WHAT TO PRODUCE
Starting at the first line of the data below, write out each line exactly until you reach the line containing "Log Translator Config", and include that line too.

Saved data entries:
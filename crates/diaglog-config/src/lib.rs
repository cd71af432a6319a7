// crates/diaglog-config/src/lib.rs
// ============================================================================
// Module: Diagnostic Log Translator Config
// Description: Configuration model, loading, and validation for the translator.
// Purpose: Build translators from a single TOML document.
// Dependencies: diaglog-translator, serde, thiserror, toml
// ============================================================================

//! ## Overview
//! Translator settings live in one TOML document: the locale to start in, the
//! replacement for the `C` baseline locale, the base module name, and optional
//! per-language message tables. Loading is bounded and fails closed; a config
//! that loads has also passed [`TranslatorConfig::validate`].

// ============================================================================
// SECTION: Modules
// ============================================================================

mod config;
mod load;

// ============================================================================
// SECTION: Re-Exports
// ============================================================================

pub use config::ConfigError;
pub use config::TranslatorConfig;
pub use load::CONFIG_ENV_VAR;
pub use load::MAX_CONFIG_FILE_BYTES;
pub use load::MAX_CONFIG_PATH_BYTES;
pub use load::MAX_CONFIG_PATH_COMPONENT_BYTES;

COMPLETED TASK
filename crates/diaglog-config/src/lib.rs
repository cd71af432a6319a7
// crates/diaglog-config/src/lib.rs
// ============================================================================
// Module: Diagnostic Log Translator Config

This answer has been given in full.